[Saved entries]
..........

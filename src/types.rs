use serde::{Deserialize, Serialize};

/// Trade direction
#[derive(Debug, Clone, Copy, PartialEq, Eq, Hash, Serialize, Deserialize)]
#[serde(rename_all = "UPPERCASE")]
pub enum Side {
    Long,
    Short,
}

impl Side {
    pub fn opposite(self) -> Self {
        match self {
            Side::Long => Side::Short,
            Side::Short => Side::Long,
        }
    }

    /// +1.0 for long, -1.0 for short
    pub fn sign(self) -> f64 {
        match self {
            Side::Long => 1.0,
            Side::Short => -1.0,
        }
    }
}

impl std::fmt::Display for Side {
    fn fmt(&self, f: &mut std::fmt::Formatter<'_>) -> std::fmt::Result {
        match self {
            Side::Long => write!(f, "LONG"),
            Side::Short => write!(f, "SHORT"),
        }
    }
}

/// Higher-timeframe directional bias
#[derive(Debug, Clone, Copy, PartialEq, Eq, Serialize, Deserialize)]
#[serde(rename_all = "UPPERCASE")]
pub enum Bias {
    Bullish,
    Bearish,
}

impl Bias {
    /// The only trade side this bias permits
    pub fn side(self) -> Side {
        match self {
            Bias::Bullish => Side::Long,
            Bias::Bearish => Side::Short,
        }
    }
}

/// Instruments whose volume is structurally absent (indices) skip volume logic
#[derive(Debug, Clone, Copy, PartialEq, Eq, Default, Serialize, Deserialize)]
#[serde(rename_all = "lowercase")]
pub enum InstrumentKind {
    #[default]
    Market,
    Index,
}

/// Best bid/ask carried along with a tick
#[derive(Debug, Clone, Copy, PartialEq, Serialize, Deserialize)]
pub struct Quote {
    pub bid: f64,
    pub ask: f64,
}

/// One trade/quote update
#[derive(Debug, Clone, PartialEq, Serialize, Deserialize)]
pub struct Tick {
    pub symbol: String,
    pub price: f64,
    /// Last traded quantity. Zero-quantity ticks still drive exits and rotation.
    pub qty: u64,
    pub ts_ms: i64,
    #[serde(default)]
    pub quote: Option<Quote>,
    #[serde(default)]
    pub kind: InstrumentKind,
}

impl Tick {
    pub fn is_valid(&self) -> bool {
        self.price.is_finite() && self.price > 0.0 && !self.symbol.is_empty()
    }
}

/// OHLCV values without identity, kept in rolling windows
#[derive(Debug, Clone, Copy, PartialEq, Serialize, Deserialize)]
pub struct Ohlcv {
    pub open: f64,
    pub high: f64,
    pub low: f64,
    pub close: f64,
    pub volume: f64,
    /// Close timestamp (ms)
    pub ts_ms: i64,
}

impl Ohlcv {
    pub fn range(&self) -> f64 {
        self.high - self.low
    }

    pub fn body(&self) -> f64 {
        (self.close - self.open).abs()
    }

    pub fn is_green(&self) -> bool {
        self.close > self.open
    }

    pub fn is_red(&self) -> bool {
        self.close < self.open
    }
}

/// Closed OHLCV bar for a timeframe
#[derive(Debug, Clone, PartialEq, Serialize, Deserialize)]
pub struct Candle {
    pub symbol: String,
    /// Timeframe in minutes (1 for the decision path)
    #[serde(default = "default_timeframe")]
    pub timeframe: u32,
    pub open: f64,
    pub high: f64,
    pub low: f64,
    pub close: f64,
    pub volume: f64,
    /// Close timestamp (ms)
    pub ts_ms: i64,
    #[serde(default)]
    pub kind: InstrumentKind,
}

fn default_timeframe() -> u32 {
    1
}

impl Candle {
    /// All finite, L > 0, H >= max(O,C), L <= min(O,C)
    pub fn is_valid(&self) -> bool {
        let finite = [self.open, self.high, self.low, self.close, self.volume]
            .iter()
            .all(|v| v.is_finite());
        finite
            && self.low > 0.0
            && self.high >= self.low
            && self.high >= self.open.max(self.close)
            && self.low <= self.open.min(self.close)
            && self.volume >= 0.0
    }

    pub fn bar(&self) -> Ohlcv {
        Ohlcv {
            open: self.open,
            high: self.high,
            low: self.low,
            close: self.close,
            volume: self.volume,
            ts_ms: self.ts_ms,
        }
    }
}

/// A single visible book level
#[derive(Debug, Clone, Copy, PartialEq, Serialize, Deserialize)]
pub struct BookLevel {
    pub price: f64,
    pub qty: u64,
}

/// Bounded-depth order book view
#[derive(Debug, Clone, PartialEq, Serialize, Deserialize)]
pub struct BookSnapshot {
    pub symbol: String,
    pub ts_ms: i64,
    /// Best (highest) bid first
    pub bids: Vec<BookLevel>,
    /// Best (lowest) ask first
    pub asks: Vec<BookLevel>,
    pub total_buy_qty: u64,
    pub total_sell_qty: u64,
}

impl BookSnapshot {
    /// Drop empty levels and restore best-first ordering
    pub fn normalized(mut self) -> Self {
        self.bids.retain(|l| l.qty > 0 && l.price > 0.0 && l.price.is_finite());
        self.asks.retain(|l| l.qty > 0 && l.price > 0.0 && l.price.is_finite());
        self.bids.sort_by(|a, b| b.price.total_cmp(&a.price));
        self.asks.sort_by(|a, b| a.price.total_cmp(&b.price));
        self
    }

    pub fn best_bid(&self) -> Option<BookLevel> {
        self.bids.first().copied()
    }

    pub fn best_ask(&self) -> Option<BookLevel> {
        self.asks.first().copied()
    }
}

/// Price expressed in whole ticks, used as a stable map key
pub fn to_ticks(price: f64, tick_size: f64) -> i64 {
    (price / tick_size).round() as i64
}

pub fn from_ticks(ticks: i64, tick_size: f64) -> f64 {
    round_to_tick(ticks as f64 * tick_size, tick_size)
}

/// Round to the nearest tick, trimming float noise from the multiplication
pub fn round_to_tick(price: f64, tick_size: f64) -> f64 {
    let rounded = (price / tick_size).round() * tick_size;
    (rounded * 1e8).round() / 1e8
}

..........

WORK TASK
Retype the records in full. Keep every line identical to the original.

THE COMPLETED TASK
filename src/types.rs
use serde::{Deserialize, Serialize};

/// Trade direction
#[derive(Debug, Clone, Copy, PartialEq, Eq, Hash, Serialize, Deserialize)]
#[serde(rename_all = "UPPERCASE")]
pub enum Side {
    Long,
    Short,
}

impl Side {
    pub fn opposite(self) -> Self {
        match self {
            Side::Long => Side::Short,
            Side::Short => Side::Long,
        }
    }

    /// +1.0 for long, -1.0 for short
    pub fn sign(self) -> f64 {
        match self {
            Side::Long => 1.0,
            Side::Short => -1.0,
        }
    }
}

impl std::fmt::Display for Side {
    fn fmt(&self, f: &mut std::fmt::Formatter<'_>) -> std::fmt::Result {
        match self {
            Side::Long => write!(f, "LONG"),
            Side::Short => write!(f, "SHORT"),
        }
    }
}

/// Higher-timeframe directional bias
#[derive(Debug, Clone, Copy, PartialEq, Eq, Serialize, Deserialize)]
#[serde(rename_all = "UPPERCASE")]
pub enum Bias {
    Bullish,
    Bearish,
}

impl Bias {
    /// The only trade side this bias permits
    pub fn side(self) -> Side {
        match self {
            Bias::Bullish => Side::Long,
            Bias::Bearish => Side::Short,
        }
    }
}

/// Instruments whose volume is structurally absent (indices) skip volume logic
#[derive(Debug, Clone, Copy, PartialEq, Eq, Default, Serialize, Deserialize)]
#[serde(rename_all = "lowercase")]
pub enum InstrumentKind {
    #[default]
    Market,
    Index,
}

/// Best bid/ask carried along with a tick
#[derive(Debug, Clone, Copy, PartialEq, Serialize, Deserialize)]
pub struct Quote {
    pub bid: f64,
    pub ask: f64,
}

/// One trade/quote update
#[derive(Debug, Clone, PartialEq, Serialize, Deserialize)]
pub struct Tick {
    pub symbol: String,
    pub price: f64,
    /// Last traded quantity. Zero-quantity ticks still drive exits and rotation.
    pub qty: u64,
    pub ts_ms: i64,
    #[serde(default)]
    pub quote: Option<Quote>,
    #[serde(default)]
    pub kind: InstrumentKind,
}

impl Tick {
    pub fn is_valid(&self) -> bool {
        self.price.is_finite() && self.price > 0.0 && !self.symbol.is_empty()
    }
}

/// OHLCV values without identity, kept in rolling windows
#[derive(Debug, Clone, Copy, PartialEq, Serialize, Deserialize)]
pub struct Ohlcv {
    pub open: f64,
    pub high: f64,
    pub low: f64,
    pub close: f64,
    pub volume: f64,
    /// Close timestamp (ms)
    pub ts_ms: i64,
}

impl Ohlcv {
    pub fn range(&self) -> f64 {
        self.high - self.low
    }

    pub fn body(&self) -> f64 {
        (self.close - self.open).abs()
    }

    pub fn is_green(&self) -> bool {
        self.close > self.open
    }

    pub fn is_red(&self) -> bool {
        self.close < self.open
    }
}

/// Closed OHLCV bar for a timeframe
#[derive(Debug, Clone, PartialEq, Serialize, Deserialize)]
pub struct Candle {
    pub symbol: String,
    /// Timeframe in minutes (1 for the decision path)
    #[serde(default = "default_timeframe")]
    pub timeframe: u32,
    pub open: f64,
    pub high: f64,
    pub low: f64,
    pub close: f64,
    pub volume: f64,
    /// Close timestamp (ms)
    pub ts_ms: i64,
    #[serde(default)]
    pub kind: InstrumentKind,
}

fn default_timeframe() -> u32 {
    1
}

impl Candle {
    /// All finite, L > 0, H >= max(O,C), L <= min(O,C)
    pub fn is_valid(&self) -> bool {
        let finite = [self.open, self.high, self.low, self.close, self.volume]
            .iter()
            .all(|v| v.is_finite());
        finite
            && self.low > 0.0
            && self.high >= self.low
            && self.high >= self.open.max(self.close)
            && self.low <= self.open.min(self.close)
            && self.volume >= 0.0
    }

    pub fn bar(&self) -> Ohlcv {
        Ohlcv {
            open: self.open,
            high: self.high,
            low: self.low,
            close: self.close,
            volume: self.volume,
            ts_ms: self.ts_ms,
        }
    }
}

/// A single visible book level
#[derive(Debug, Clone, Copy, PartialEq, Serialize, Deserialize)]
pub struct BookLevel {
    pub price: f64,
    pub qty: u64,
}

/// Bounded-depth order book view
#[derive(Debug, Clone, PartialEq, Serialize, Deserialize)]
pub struct BookSnapshot {
    pub symbol: String,
    pub ts_ms: i64,
    /// Best (highest) bid first
    pub bids: Vec<BookLevel>,
    /// Best (lowest) ask first
    pub asks: Vec<BookLevel>,
    pub total_buy_qty: u64,
    pub total_sell_qty: u64,
}

impl BookSnapshot {
    /// Drop empty levels and restore best-first ordering
    pub fn normalized(mut self) -> Self {
        self.bids.retain(|l| l.qty > 0 && l.price > 0.0 && l.price.is_finite());
        self.asks.retain(|l| l.qty > 0 && l.price > 0.0 && l.price.is_finite());
        self.bids.sort_by(|a, b| b.price.total_cmp(&a.price));
        self.asks.sort_by(|a, b| a.price.total_cmp(&b.price));
        self
    }

    pub fn best_bid(&self) -> Option<BookLevel> {
        self.bids.first().copied()
    }

    pub fn best_ask(&self) -> Option<BookLevel> {
        self.asks.first().copied()
    }
}

/// Price expressed in whole ticks, used as a stable map key
pub fn to_ticks(price: f64, tick_size: f64) -> i64 {
    (price / tick_size).round() as i64
}

pub fn from_ticks(ticks: i64, tick_size: f64) -> f64 {
    round_to_tick(ticks as f64 * tick_size, tick_size)
}

/// Round to the nearest tick, trimming float noise from the multiplication
pub fn round_to_tick(price: f64, tick_size: f64) -> f64 {
    let rounded = (price / tick_size).round() * tick_size;
    (rounded * 1e8).round() / 1e8
}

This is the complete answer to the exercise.